One universal feeling among adults moving back home is one of failure, and not just economically. “I feel like I’m not where I wanted to be at this point in my life,” says Ella*, 28, who moved back home with her sisters and boyfriend after her landlord upped the rent and she switched jobs. “When I compare my situation to my friends, who are renting their own flats, it’s hard not to feel like a failure. It’s a major knock to your self-confidence.”

‘It’s a major knock to your self confidence’, says Ella who has to move out after her landlord upped her rent
‘It’s a major knock to your self confidence’, says Ella who has to move out after her landlord upped her rent (iStock)

There is also, obviously, a lack of autonomy. “I don’t feel like I can do what I want to do when I want to do it,” adds Ella. “I can’t come home and make what I want for dinner or watch what I want on TV because it’s not my house. And because I’m living there, I constantly feel this sense of owing something to my parents. It doesn’t feel like my home.”

Milly agrees. “I just always have to answer to someone,” she says. “It has had a huge impact in terms of how I feel in my career because you’re always told to measure success by your ability to afford a place of your own, whether that’s renting or buying.” The plan was always to move out quickly and start renting, but as time has gone on, and the rental market has become increasingly expensive and competitive, that’s become a less realistic prospect. “In London, it’s just not easy, particularly if you’re freelancing like me. It makes me feel unsuccessful.”
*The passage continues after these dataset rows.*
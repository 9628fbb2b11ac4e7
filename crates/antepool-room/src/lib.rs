//! Room lifecycle management for Antepool.
//!
//! A room's effective status is a pure function of time
//! ([`effective_status`]); [`RoomService`] persists the transitions that
//! function implies and handles the participant-facing operations (join,
//! leave, score submission, cancellation). Finalization is delegated to the
//! payout crate behind the room's conditional status guard.
//!
//! # Key types
//!
//! - [`RoomService`] — creates rooms, applies participant actions, reconciles
//! - [`RoomConfig`] — creation settings (window, limits, fee, split rule)
//! - [`effective_status`] — the time → status derivation
//! - [`ReconcileOutcome`] — what one reconcile pass did

mod config;
mod error;
mod service;
mod status;

pub use config::RoomConfig;
pub use error::RoomError;
pub use service::{ReconcileOutcome, RoomService};
pub use status::effective_status;
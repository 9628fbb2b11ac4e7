//! Persistence abstraction for Antepool.
//!
//! The engine never talks to a database directly — everything goes through
//! the [`Store`] trait. Two guarantees matter beyond plain CRUD:
//!
//! - [`Store::transition_room_status`] and [`Store::transition_match_status`]
//!   are conditional (compare-and-swap) writes. They are the serialization
//!   points for room finalization, cancellation-vs-start races, and
//!   single-writer match transitions.
//! - [`Store::insert_winner_record`] enforces at most one row per
//!   (room, position), and [`Store::insert_matches`] is all-or-nothing per
//!   room.
//!
//! [`MemoryStore`] implements the contract under a single async lock; it
//! backs every test, the demo binary, and single-node deployments.

#![allow(async_fn_in_trait)]

mod error;
mod memory;
mod store;

pub use error::StoreError;
pub use memory::MemoryStore;
pub use store::Store;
These feelings are compounded if the circumstances bringing you back home are that you’ve just gone through a major break-up, a situation that has always been pretty dismal but surely more so when it happens in such a precarious economy. A recent survey from British real estate company Zoopla found that a third of the 500 respondents who purchased a home with a partner and then broke up continued to cohabit.

‘You just feel like 10 years have passed and you’ve got nowhere,’ says Alice (pictured)
‘You just feel like 10 years have passed and you’ve got nowhere,’ says Alice (pictured) (Irene Chirita)
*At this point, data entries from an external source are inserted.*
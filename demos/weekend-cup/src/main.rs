//! Weekend cup: runs one score contest and one 8-player single-elimination
//! tournament end to end against the in-memory store, with a simulated
//! clock so the whole weekend takes milliseconds.

use std::sync::Arc;

use antepool::prelude::*;
use chrono::{DateTime, Duration, Utc};

#[tokio::main]
async fn main() -> Result<(), EngineError> {
    tracing_subscriber::fmt()
        .with_env_filter(
            tracing_subscriber::EnvFilter::try_from_default_env()
                .unwrap_or_else(|_| "info".into()),
        )
        .init();

    let engine = Engine::new(Arc::new(MemoryStore::new()));
    let opens = Utc::now() + Duration::minutes(5);

    score_contest(&engine, opens).await?;
    tournament(&engine, opens).await?;
    Ok(())
}

/// Saturday: a one-hour score contest, 10.00 entry, top-3 split.
async fn score_contest(engine: &Engine<MemoryStore>, opens: DateTime<Utc>) -> Result<(), EngineError> {
    let config = RoomConfig::new(
        GameId(1),
        RoomKind::ScoreContest,
        opens,
        opens + Duration::hours(1),
    );
    let room = engine.create_room(config).await?;

    let lobby = opens - Duration::minutes(3);
    for user in 1..=4 {
        engine.join_room(room.id, UserId(user), lobby).await?;
    }

    let mid_game = opens + Duration::minutes(20);
    engine.reconcile(room.id, mid_game).await?;
    for (user, score) in [(1u64, 1500u64), (2, 1200), (3, 800), (4, 500)] {
        engine.submit_score(room.id, UserId(user), score, mid_game).await?;
    }

    engine.reconcile(room.id, opens + Duration::hours(1)).await?;

    let stats = engine.get_stats(room.id).await?;
    tracing::info!(
        room_id = %stats.room_id,
        pool = %stats.total_prize_pool,
        fee = %stats.platform_fee_collected,
        "score contest settled"
    );
    for winner in &stats.winners {
        tracing::info!(
            position = winner.position,
            user_id = %winner.user_id,
            prize = %winner.prize_amount,
            "paid"
        );
    }
    Ok(())
}

/// Sunday: an 8-player single-elimination bracket. Matches are decided by a
/// shuffled coin here; the engine only cares who gets reported as winner.
async fn tournament(engine: &Engine<MemoryStore>, opens: DateTime<Utc>) -> Result<(), EngineError> {
    let mut config = RoomConfig::new(
        GameId(2),
        RoomKind::Tournament,
        opens,
        opens + Duration::hours(4),
    );
    config.max_players = 8;
    config.winner_split_rule = SplitRule::Top3;
    let room = engine.create_room(config).await?;

    let lobby = opens - Duration::minutes(3);
    for user in 10..=17 {
        engine.join_room(room.id, UserId(user), lobby).await?;
    }
    engine.reconcile(room.id, opens).await?;

    let bracket = engine
        .create_tournament(room.id, &TournamentConfig::default(), opens)
        .await?;
    tracing::info!(rounds = bracket.total_rounds, matches = bracket.matches.len(), "bracket ready");

    let mut now = opens + Duration::minutes(10);
    for round in 1..=bracket.total_rounds {
        let view = engine.get_bracket(room.id).await?;
        let matches = view.rounds[round as usize - 1].matches.clone();
        for m in matches {
            if m.status != MatchStatus::Pending {
                continue;
            }
            engine.start_match(m.id, now).await?;
            let winner = if rand::random::<bool>() { m.players[0] } else { m.players[1] };
            let winner = winner.or(m.players[0]).expect("started matches have players");
            engine.complete_match(m.id, winner, now + Duration::minutes(9)).await?;
        }
        now += Duration::minutes(30);
    }

    let stats = engine.get_stats(room.id).await?;
    tracing::info!(
        room_id = %stats.room_id,
        champion = %stats.winners[0].user_id,
        prize = %stats.winners[0].prize_amount,
        fee = %stats.platform_fee_collected,
        "tournament settled"
    );
    Ok(())
}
“I broke up with my boyfriend in July 2023 and, after attempting to ‘share the space’ – I would live there for a week, he would live there for a week – I was so emotionally/physically exhausted by it I just decided I would move back to my mum’s until I got it sorted,” says Alice, 32. Mum’s is a three-hour train ride away from where Alice and her ex had been living.

“After having my own place and my own routine, moving back felt like a huge failure,” she continues. “It was hard to feel like myself. I was also in the same room that I was living in before I moved away to university and something about that is hard to escape, like you just feel like 10 years have passed and you’ve got nowhere.” Alice has since managed to move back into a flatshare. “I feel really lucky to have had my family’s support but also grateful we can enjoy a bit of space now.”

For some, the regression can be incredibly motivating. “It’s made me much more disciplined,” says Ellie. “It takes me so much longer to get anywhere now so I’m far more discerning about where I go in the evenings. I also have to get up earlier to get to the gym on time, so I find myself staying in a lot more. It has also just made me really focused on work and trying to find a way to be able to afford to leave.”

If all goes to plan, that departure could well take Ellie overseas. “All this has just made me pretty set on wanting to leave the country,” she says. “I know the second I don’t have to be at home anymore I want to feel free, and that probably means getting as far away as I possibly can.”